Italian Bank consolidation eases impact of low rates, inflation
Consolidation among Italy’s second-tier banks continues to make strategic sense as the risk of increasing costs amid inflationary pressures adds to long-standing pressure on profitability from low interest rates, Fitch Ratings says.
BPER Banca’s (BB+/Stable) agreement to acquire troubled bank Carige, announced on 14 February, is the latest deal involving second-tier banks, which have been striving to improve the meagre profits generated by their traditional banking operations.
The Italian banking sector has been reshaped by consolidation in recent years, particularly in the second-tier segment. Consolidation has been used primarily to bolster profitability. It has also been used to solve crises at some smaller banks, and to absorb struggling business models, with the authorities providing incentives to support deals, such as allowing a portion of deferred tax assets to be converted into tax credits and count towards regulatory capital.
BPER has been one of the most active acquirers among second-tier banks in recent years. It will become Italy’s fifth-largest domestic bank by total assets following the acquisition of Carige, having been at the lower-end of the top ten until a few years ago.
The Carige deal, which follows BPER’s integration of over 600 branches acquired from Intesa in 2021, will cement BPER’s business profile. It will be capital-neutral and we believe the execution risks are modest. Carige will be recapitalised by Italy’s deposit guarantee scheme before the acquisition.
Cost-cutting is a driver for inorganic growth, particularly given inflationary pressures. Mid-sized banks have limited scope to reduce costs by themselves, but consolidation with other banks can generate good opportunities to cut costs by rationalising internal functions and processes, reducing branches and office space, and accessing cheaper funding.
It typically takes longer for consolidation to lead to higher, more diversified revenue through an enlarged geographical presence and client base. However, improved revenue streams could be an important upside in the medium term, particularly if the banks’ physical networks have little overlap or if there is scope to cross-sell fee-generating products, as there should be for BPER after acquiring Carige.
Traditional mid-sized commercial banks have struggled the most with low interest rates given their limited business diversification and reliance on net interest income.

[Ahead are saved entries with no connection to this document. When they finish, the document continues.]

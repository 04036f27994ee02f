//! Process handlers: listing, lifecycle verbs, signals, stdin, and log
//! snapshots.

use super::AppState;
use super::response::{bad_request, control_error, json_error};
use crate::control::LogStream;
use axum::{
    Json,
    extract::{Path, Query, State, rejection::JsonRejection, rejection::QueryRejection},
    http::{StatusCode, header},
    response::{IntoResponse, Response},
};
use serde::Deserialize;
use serde_json::json;

const DEFAULT_LOG_LENGTH: usize = 1600;

pub async fn list_processes(State(state): State<AppState>) -> Response {
    Json(state.processes.list()).into_response()
}

pub async fn get_process(State(state): State<AppState>, Path(name): Path<String>) -> Response {
    match state.processes.get(&name) {
        Ok(info) => Json(info).into_response(),
        Err(error) => control_error(error),
    }
}

pub async fn start_process(State(state): State<AppState>, Path(name): Path<String>) -> Response {
    if state.daemon.is_shutting_down() {
        return json_error(StatusCode::CONFLICT, "CONFLICT", "daemon is shutting down");
    }
    match state.processes.start(&name) {
        Ok(()) => Json(json!({"status": "started", "name": name})).into_response(),
        Err(error) => control_error(error),
    }
}

pub async fn stop_process(State(state): State<AppState>, Path(name): Path<String>) -> Response {
    match state.processes.stop(&name) {
        Ok(()) => Json(json!({"status": "stopped", "name": name})).into_response(),
        Err(error) => control_error(error),
    }
}

pub async fn restart_process(State(state): State<AppState>, Path(name): Path<String>) -> Response {
    match state.processes.restart(&name) {
        Ok(()) => Json(json!({"status": "restarted", "name": name})).into_response(),
        Err(error) => control_error(error),
    }
}

#[derive(Debug, Deserialize)]
pub struct SignalRequest {
    #[serde(default)]
    signal: String,
}

pub async fn signal_process(
    State(state): State<AppState>,
    Path(name): Path<String>,
    body: Result<Json<SignalRequest>, JsonRejection>,
) -> Response {
    let Ok(Json(request)) = body else {
        return bad_request("request body must be a JSON object with a signal field");
    };
    if request.signal.is_empty() {
        return bad_request("signal must not be empty");
    }
    match state.processes.signal(&name, &request.signal) {
        Ok(()) => Json(json!({"status": "signalled", "name": name})).into_response(),
        Err(error) => control_error(error),
    }
}

#[derive(Debug, Deserialize)]
pub struct StdinRequest {
    /// May be empty; an empty write is forwarded as-is.
    #[serde(default)]
    data: String,
}

pub async fn write_stdin(
    State(state): State<AppState>,
    Path(name): Path<String>,
    body: Result<Json<StdinRequest>, JsonRejection>,
) -> Response {
    let Ok(Json(request)) = body else {
        return bad_request("request body must be a JSON object with a data field");
    };
    match state.processes.write_stdin(&name, request.data.as_bytes()) {
        Ok(()) => Json(json!({"status": "written", "name": name})).into_response(),
        Err(error) => control_error(error),
    }
}

#[derive(Debug, Deserialize)]
pub struct LogQuery {
    #[serde(default)]
    offset: i64,
    length: Option<usize>,
}

pub async fn read_log(
    State(state): State<AppState>,
    Path((name, stream)): Path<(String, String)>,
    query: Result<Query<LogQuery>, QueryRejection>,
) -> Response {
    let Some(stream) = LogStream::parse(&stream) else {
        return bad_request("log stream must be stdout or stderr");
    };
    let Ok(Query(query)) = query else {
        return bad_request("offset must be an integer and length a positive integer");
    };
    let length = query.length.unwrap_or(DEFAULT_LOG_LENGTH);
    if length == 0 {
        return bad_request("length must be a positive integer");
    }
    match state.processes.read_log(&name, stream, query.offset, length) {
        Ok(bytes) => (
            [(header::CONTENT_TYPE, "text/plain; charset=utf-8")],
            bytes,
        )
            .into_response(),
        Err(error) => control_error(error),
    }
}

They have intensified efforts to diversify revenues, primarily by offering asset management and insurance to individual clients.
They are structurally poised to benefit when interest rates eventually rise, but those that manage to reduce their costs and diversify their revenues will be best-placed to achieve the highest returns.

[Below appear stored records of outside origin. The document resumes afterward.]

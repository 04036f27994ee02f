//! Health, readiness, config, shutdown, and version handlers.

use super::AppState;
use super::response::{bad_request, control_error};
use axum::{
    Json,
    extract::{Query, State},
    http::StatusCode,
    response::{IntoResponse, Response},
};
use serde::Deserialize;
use serde_json::json;
use std::time::Duration;

pub async fn healthz(State(state): State<AppState>) -> Response {
    if state.daemon.is_shutting_down() {
        (
            StatusCode::SERVICE_UNAVAILABLE,
            Json(json!({"status": "shutting_down"})),
        )
            .into_response()
    } else {
        Json(json!({"status": "ok"})).into_response()
    }
}

#[derive(Debug, Deserialize)]
pub struct ReadyQuery {
    process: Option<String>,
}

pub async fn readyz(State(state): State<AppState>, Query(query): Query<ReadyQuery>) -> Response {
    let Some(raw) = query.process else {
        return if state.daemon.is_ready() {
            Json(json!({"status": "ready"})).into_response()
        } else {
            (
                StatusCode::SERVICE_UNAVAILABLE,
                Json(json!({"status": "not_ready"})),
            )
                .into_response()
        };
    };

    let names: Vec<String> = raw
        .split(',')
        .map(str::trim)
        .filter(|name| !name.is_empty())
        .map(str::to_owned)
        .collect();
    match state.daemon.check_ready(&names) {
        Err(error) => bad_request(error.to_string()),
        Ok(status) if status.ready => Json(json!({"status": "ready"})).into_response(),
        Ok(status) => (
            StatusCode::SERVICE_UNAVAILABLE,
            Json(json!({"status": "not_ready", "pending": status.pending})),
        )
            .into_response(),
    }
}

pub async fn get_config(State(state): State<AppState>) -> Response {
    Json(state.config.get_config()).into_response()
}

pub async fn reload_config(State(state): State<AppState>) -> Response {
    match state.config.reload() {
        Ok(outcome) => Json(json!({
            "status": "reloaded",
            "added": outcome.added,
            "changed": outcome.changed,
            "removed": outcome.removed,
        }))
        .into_response(),
        Err(error) => control_error(error),
    }
}

pub async fn shutdown(State(state): State<AppState>) -> Response {
    // Let the response leave the wire before the daemon starts tearing
    // the servers down.
    let daemon = state.daemon.clone();
    tokio::spawn(async move {
        tokio::time::sleep(Duration::from_millis(100)).await;
        daemon.shutdown();
    });
    Json(json!({"status": "shutting_down"})).into_response()
}

pub async fn version(State(state): State<AppState>) -> Response {
    Json(state.daemon.version()).into_response()
}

Unipol Gruppo (BBB+/Stable), one of Italy’s largest insurers and BPER’s largest shareholder, is aiming to increase its role in the bancassurance segment and to this end has been backing BPER’s expansion.
It has also recently built up nearly a 7% stake in Banca Popolare di Sondrio (BB+/Stable), becoming the bank’s largest shareholder following its conversion into a limited company. With Unipol’s backing, BPER could be set for further expansion.